- [MATERIALS PROVIDED]
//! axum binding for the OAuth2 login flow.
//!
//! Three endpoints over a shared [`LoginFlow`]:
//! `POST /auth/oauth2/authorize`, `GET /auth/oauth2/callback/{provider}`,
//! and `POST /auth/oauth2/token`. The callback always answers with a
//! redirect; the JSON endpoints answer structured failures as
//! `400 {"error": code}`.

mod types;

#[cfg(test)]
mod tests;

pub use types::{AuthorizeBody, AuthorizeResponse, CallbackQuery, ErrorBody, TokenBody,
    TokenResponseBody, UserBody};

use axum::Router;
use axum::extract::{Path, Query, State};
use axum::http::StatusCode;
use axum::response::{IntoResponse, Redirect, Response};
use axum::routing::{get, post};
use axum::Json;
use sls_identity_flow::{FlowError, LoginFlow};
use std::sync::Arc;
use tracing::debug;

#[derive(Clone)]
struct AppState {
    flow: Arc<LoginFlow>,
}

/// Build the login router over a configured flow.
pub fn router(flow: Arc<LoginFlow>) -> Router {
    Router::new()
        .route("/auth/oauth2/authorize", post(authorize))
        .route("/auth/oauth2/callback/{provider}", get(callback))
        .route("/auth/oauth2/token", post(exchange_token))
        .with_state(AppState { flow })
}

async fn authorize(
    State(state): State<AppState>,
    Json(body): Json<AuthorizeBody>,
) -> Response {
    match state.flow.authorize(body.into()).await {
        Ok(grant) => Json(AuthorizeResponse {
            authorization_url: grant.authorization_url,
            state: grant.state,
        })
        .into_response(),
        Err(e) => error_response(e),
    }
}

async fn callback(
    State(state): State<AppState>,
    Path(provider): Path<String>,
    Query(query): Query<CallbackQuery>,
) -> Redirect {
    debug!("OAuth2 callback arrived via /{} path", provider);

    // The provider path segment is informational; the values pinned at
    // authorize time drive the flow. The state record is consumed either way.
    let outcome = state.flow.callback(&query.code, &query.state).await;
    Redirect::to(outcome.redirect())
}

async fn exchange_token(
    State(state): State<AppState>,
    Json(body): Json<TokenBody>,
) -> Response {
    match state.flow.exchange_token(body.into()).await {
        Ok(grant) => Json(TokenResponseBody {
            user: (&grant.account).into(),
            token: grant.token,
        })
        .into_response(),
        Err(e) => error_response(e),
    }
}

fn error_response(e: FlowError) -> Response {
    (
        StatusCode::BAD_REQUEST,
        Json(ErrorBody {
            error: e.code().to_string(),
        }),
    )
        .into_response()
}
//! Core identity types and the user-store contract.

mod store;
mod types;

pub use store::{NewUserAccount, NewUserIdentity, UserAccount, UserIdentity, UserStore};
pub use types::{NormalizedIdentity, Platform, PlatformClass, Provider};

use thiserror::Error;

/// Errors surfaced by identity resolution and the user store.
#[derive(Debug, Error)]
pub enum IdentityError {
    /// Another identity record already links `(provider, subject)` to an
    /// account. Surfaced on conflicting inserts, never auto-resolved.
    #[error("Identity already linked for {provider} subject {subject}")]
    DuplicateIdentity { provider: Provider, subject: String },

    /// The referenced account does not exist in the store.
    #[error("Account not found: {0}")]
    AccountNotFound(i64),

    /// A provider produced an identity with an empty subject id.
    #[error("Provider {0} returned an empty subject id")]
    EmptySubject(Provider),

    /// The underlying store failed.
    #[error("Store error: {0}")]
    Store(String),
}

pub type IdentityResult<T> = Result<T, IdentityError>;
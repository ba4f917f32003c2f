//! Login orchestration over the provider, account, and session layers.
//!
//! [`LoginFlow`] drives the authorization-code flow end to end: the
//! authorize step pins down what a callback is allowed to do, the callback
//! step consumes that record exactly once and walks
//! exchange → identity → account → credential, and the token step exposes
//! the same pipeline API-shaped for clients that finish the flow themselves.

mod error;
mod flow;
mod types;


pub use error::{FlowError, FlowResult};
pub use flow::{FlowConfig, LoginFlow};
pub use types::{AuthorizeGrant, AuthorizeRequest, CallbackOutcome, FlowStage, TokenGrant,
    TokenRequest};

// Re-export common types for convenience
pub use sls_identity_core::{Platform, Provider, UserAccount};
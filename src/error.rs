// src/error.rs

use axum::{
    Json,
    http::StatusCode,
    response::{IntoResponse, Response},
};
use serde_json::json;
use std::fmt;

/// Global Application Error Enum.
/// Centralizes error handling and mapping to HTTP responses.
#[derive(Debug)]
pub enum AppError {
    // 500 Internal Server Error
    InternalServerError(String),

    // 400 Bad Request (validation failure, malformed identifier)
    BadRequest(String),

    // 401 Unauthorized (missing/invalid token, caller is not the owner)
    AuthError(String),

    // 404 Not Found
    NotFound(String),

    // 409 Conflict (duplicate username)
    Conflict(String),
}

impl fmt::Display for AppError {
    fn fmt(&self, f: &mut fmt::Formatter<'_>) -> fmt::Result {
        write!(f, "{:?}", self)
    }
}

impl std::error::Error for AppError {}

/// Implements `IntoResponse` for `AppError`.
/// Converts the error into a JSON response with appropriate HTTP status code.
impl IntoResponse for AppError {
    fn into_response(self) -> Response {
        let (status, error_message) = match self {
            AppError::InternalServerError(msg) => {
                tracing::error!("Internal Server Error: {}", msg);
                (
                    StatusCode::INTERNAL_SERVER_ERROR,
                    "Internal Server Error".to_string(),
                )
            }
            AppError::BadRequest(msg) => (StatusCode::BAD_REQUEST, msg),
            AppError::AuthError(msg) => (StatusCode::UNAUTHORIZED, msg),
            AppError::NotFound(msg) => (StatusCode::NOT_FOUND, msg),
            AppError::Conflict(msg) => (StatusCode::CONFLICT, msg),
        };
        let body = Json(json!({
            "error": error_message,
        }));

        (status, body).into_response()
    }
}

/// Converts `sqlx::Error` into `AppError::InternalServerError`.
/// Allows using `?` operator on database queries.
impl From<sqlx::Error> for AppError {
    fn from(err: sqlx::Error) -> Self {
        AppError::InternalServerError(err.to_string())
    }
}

- [TASK TO COMPLETE] Every record in the listing above should be reproduced exactly.

- [SOLUTION]
//! axum binding for the OAuth2 login flow.
//!
//! Three endpoints over a shared [`LoginFlow`]:
//! `POST /auth/oauth2/authorize`, `GET /auth/oauth2/callback/{provider}`,
//! and `POST /auth/oauth2/token`. The callback always answers with a
//! redirect; the JSON endpoints answer structured failures as
//! `400 {"error": code}`.

mod types;

#[cfg(test)]
mod tests;

pub use types::{AuthorizeBody, AuthorizeResponse, CallbackQuery, ErrorBody, TokenBody,
    TokenResponseBody, UserBody};

use axum::Router;
use axum::extract::{Path, Query, State};
use axum::http::StatusCode;
use axum::response::{IntoResponse, Redirect, Response};
use axum::routing::{get, post};
use axum::Json;
use sls_identity_flow::{FlowError, LoginFlow};
use std::sync::Arc;
use tracing::debug;

#[derive(Clone)]
struct AppState {
    flow: Arc<LoginFlow>,
}

/// Build the login router over a configured flow.
pub fn router(flow: Arc<LoginFlow>) -> Router {
    Router::new()
        .route("/auth/oauth2/authorize", post(authorize))
        .route("/auth/oauth2/callback/{provider}", get(callback))
        .route("/auth/oauth2/token", post(exchange_token))
        .with_state(AppState { flow })
}

async fn authorize(
    State(state): State<AppState>,
    Json(body): Json<AuthorizeBody>,
) -> Response {
    match state.flow.authorize(body.into()).await {
        Ok(grant) => Json(AuthorizeResponse {
            authorization_url: grant.authorization_url,
            state: grant.state,
        })
        .into_response(),
        Err(e) => error_response(e),
    }
}

async fn callback(
    State(state): State<AppState>,
    Path(provider): Path<String>,
    Query(query): Query<CallbackQuery>,
) -> Redirect {
    debug!("OAuth2 callback arrived via /{} path", provider);

    // The provider path segment is informational; the values pinned at
    // authorize time drive the flow. The state record is consumed either way.
    let outcome = state.flow.callback(&query.code, &query.state).await;
    Redirect::to(outcome.redirect())
}

async fn exchange_token(
    State(state): State<AppState>,
    Json(body): Json<TokenBody>,
) -> Response {
    match state.flow.exchange_token(body.into()).await {
        Ok(grant) => Json(TokenResponseBody {
            user: (&grant.account).into(),
            token: grant.token,
        })
        .into_response(),
        Err(e) => error_response(e),
    }
}

fn error_response(e: FlowError) -> Response {
    (
        StatusCode::BAD_REQUEST,
        Json(ErrorBody {
            error: e.code().to_string(),
        }),
    )
        .into_response()
}
//! Core identity types and the user-store contract.

mod store;
mod types;

pub use store::{NewUserAccount, NewUserIdentity, UserAccount, UserIdentity, UserStore};
pub use types::{NormalizedIdentity, Platform, PlatformClass, Provider};

use thiserror::Error;

/// Errors surfaced by identity resolution and the user store.
#[derive(Debug, Error)]
pub enum IdentityError {
    /// Another identity record already links `(provider, subject)` to an
    /// account. Surfaced on conflicting inserts, never auto-resolved.
    #[error("Identity already linked for {provider} subject {subject}")]
    DuplicateIdentity { provider: Provider, subject: String },

    /// The referenced account does not exist in the store.
    #[error("Account not found: {0}")]
    AccountNotFound(i64),

    /// A provider produced an identity with an empty subject id.
    #[error("Provider {0} returned an empty subject id")]
    EmptySubject(Provider),

    /// The underlying store failed.
    #[error("Store error: {0}")]
    Store(String),
}

pub type IdentityResult<T> = Result<T, IdentityError>;
repository ba4f917f32003c2f
//! Login orchestration over the provider, account, and session layers.
//!
//! [`LoginFlow`] drives the authorization-code flow end to end: the
//! authorize step pins down what a callback is allowed to do, the callback
//! step consumes that record exactly once and walks
//! exchange → identity → account → credential, and the token step exposes
//! the same pipeline API-shaped for clients that finish the flow themselves.

mod error;
mod flow;
mod types;


pub use error::{FlowError, FlowResult};
pub use flow::{FlowConfig, LoginFlow};
pub use types::{AuthorizeGrant, AuthorizeRequest, CallbackOutcome, FlowStage, TokenGrant,
    TokenRequest};

// Re-export common types for convenience
pub use sls_identity_core::{Platform, Provider, UserAccount};
filename src/error.rs
// src/error.rs

use axum::{
    Json,
    http::StatusCode,
    response::{IntoResponse, Response},
};
use serde_json::json;
use std::fmt;

/// Global Application Error Enum.
/// Centralizes error handling and mapping to HTTP responses.
#[derive(Debug)]
pub enum AppError {
    // 500 Internal Server Error
    InternalServerError(String),

    // 400 Bad Request (validation failure, malformed identifier)
    BadRequest(String),

    // 401 Unauthorized (missing/invalid token, caller is not the owner)
    AuthError(String),

    // 404 Not Found
    NotFound(String),

    // 409 Conflict (duplicate username)
    Conflict(String),
}

impl fmt::Display for AppError {
    fn fmt(&self, f: &mut fmt::Formatter<'_>) -> fmt::Result {
        write!(f, "{:?}", self)
    }
}

impl std::error::Error for AppError {}

/// Implements `IntoResponse` for `AppError`.
/// Converts the error into a JSON response with appropriate HTTP status code.
impl IntoResponse for AppError {
    fn into_response(self) -> Response {
        let (status, error_message) = match self {
            AppError::InternalServerError(msg) => {
                tracing::error!("Internal Server Error: {}", msg);
                (
                    StatusCode::INTERNAL_SERVER_ERROR,
                    "Internal Server Error".to_string(),
                )
            }
            AppError::BadRequest(msg) => (StatusCode::BAD_REQUEST, msg),
            AppError::AuthError(msg) => (StatusCode::UNAUTHORIZED, msg),
            AppError::NotFound(msg) => (StatusCode::NOT_FOUND, msg),
            AppError::Conflict(msg) => (StatusCode::CONFLICT, msg),
        };
        let body = Json(json!({
            "error": error_message,
        }));

        (status, body).into_response()
    }
}

/// Converts `sqlx::Error` into `AppError::InternalServerError`.
/// Allows using `?` operator on database queries.
impl From<sqlx::Error> for AppError {
    fn from(err: sqlx::Error) -> Self {
        AppError::InternalServerError(err.to_string())
    }
}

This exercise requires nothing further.